The Monte-Carlo (MC) method was first applied to the game of Go by Brügmann (1993). This method evaluates candidate moves in a board position by performing many random simulations and returns the move with the best win rate. Although theoretically interesting, the methodology presented in the paper had little success from the viewpoint of enhancing the strength of Go programs. Later, the idea of applying the MC method to Go was picked up by Coulom (2007), and Gelly and Silver (2007) in the form of the Monte-Carlo Tree Search (MCTS), which is now viewed as being indispensable for modern strong Go programs.

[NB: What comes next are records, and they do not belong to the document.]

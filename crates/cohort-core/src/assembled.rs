use std::fmt;

use serde::{Serialize, Serializer};

use crate::records::{EvaluationRecord, GroupRecord, StudentRecord};

/// A group joined with its evaluation and roster, ready for rendering.
///
/// Produced only by [`crate::assemble`]; never persisted. Serializes as the group
/// fields followed by `evaluations` and `members`, with each member rendered as a
/// `{ "name": ... }` object.
#[derive(Debug, Clone, PartialEq, Serialize)]
pub struct AssembledGroup {
    #[serde(flatten)]
    pub record: GroupRecord,
    /// Zero or one evaluation whose id matches `record.evaluation_id`.
    pub evaluations: Vec<EvaluationRecord>,
    /// Students whose `group_id` equals `record.id`, in arrival order.
    #[serde(serialize_with = "serialize_member_names")]
    pub members: Vec<StudentRecord>,
}

impl AssembledGroup {
    #[must_use]
    pub const fn id(&self) -> i64 {
        self.record.id
    }

    /// The matched evaluation, if any.
    #[must_use]
    pub fn evaluation(&self) -> Option<&EvaluationRecord> {
        self.evaluations.first()
    }

    /// Stable key for list rendering, always derived from the group id.
    #[must_use]
    pub fn list_key(&self) -> ListKey {
        ListKey::from_id(self.record.id)
    }
}

/// Deterministic list-item key.
#[derive(Debug, Clone, PartialEq, Eq, Hash, PartialOrd, Ord, Serialize)]
#[serde(transparent)]
pub struct ListKey(String);

impl ListKey {
    #[must_use]
    pub fn from_id(id: i64) -> Self {
        Self(id.to_string())
    }

    #[must_use]
    pub fn as_str(&self) -> &str {
        &self.0
    }
}

impl fmt::Display for ListKey {
    fn fmt(&self, f: &mut fmt::Formatter<'_>) -> fmt::Result {
        f.write_str(&self.0)
    }
}

#[derive(Serialize)]
struct MemberName<'a> {
    name: &'a str,
}

fn serialize_member_names<S: Serializer>(
    members: &[StudentRecord],
    serializer: S,
) -> Result<S::Ok, S::Error> {
    serializer.collect_seq(members.iter().map(|member| MemberName {
        name: &member.name,
    }))
}

#[cfg(test)]
mod tests {
    use pretty_assertions::assert_eq;
    use serde_json::json;

    use super::*;

    fn sample() -> AssembledGroup {
        AssembledGroup {
            record: GroupRecord {
                id: 7,
                name: "Gamma".into(),
                topic: "Networks".into(),
                evaluation_id: None,
            },
            evaluations: Vec::new(),
            members: vec![StudentRecord {
                name: "Caio".into(),
                group_id: 7,
            }],
        }
    }

    #[test]
    fn serializes_flat_with_member_names_only() {
        let value = serde_json::to_value(sample()).expect("serialize");
        assert_eq!(
            value,
            json!({
                "id": 7,
                "name": "Gamma",
                "topic": "Networks",
                "evaluationId": null,
                "evaluations": [],
                "members": [{ "name": "Caio" }],
            })
        );
    }

    #[test]
    fn list_key_is_group_id() {
        let group = sample();
        assert_eq!(group.list_key().as_str(), "7");
        assert_eq!(group.list_key(), group.list_key());
    }

    #[test]
    fn evaluation_accessor_returns_first() {
        let mut group = sample();
        assert!(group.evaluation().is_none());
        group.evaluations.push(EvaluationRecord {
            id: 1,
            description: "Solid".into(),
            score: Some(8.0),
        });
        assert_eq!(group.evaluation().map(|e| e.id), Some(1));
    }
}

In October 2015, Silver et al. (2016) and their program AlphaGo beat a professional Go player with no handicap for the first time using MCTS and other methods.

MCTS is supported by two major techniques, each of which has made significant contributions to the strength of Go programs. The first technique, Upper Confidence bound applied to Trees (UCT, Kocsis and Szepesvári, 2006), is a system that efficiently allocates computational resources (Gelly and Silver, 2007); the UCT algorithm gradually concentrates computing power on promising nodes. The other important technique is the machine learning method due to Coulom (2007) that learns a policy to perform smarter simulations from human game records. Coulom (2007) considered the problem of predicting the next move from a current position, modeled it using a generalized Bradley-Terry model, and optimized the parameters of the model to fit the expert players’ game records by using the Minorization-Maximization (MM) method (Hunter, 2004). Coulom’s method significantly raises the correct answer ratio of the next move prediction, and it has been empirically shown that the simulation policy developed by Coulom’s method outperforms a uniformly random simulation policy. Coulom’s method is currently widely used, including in AlphaGo.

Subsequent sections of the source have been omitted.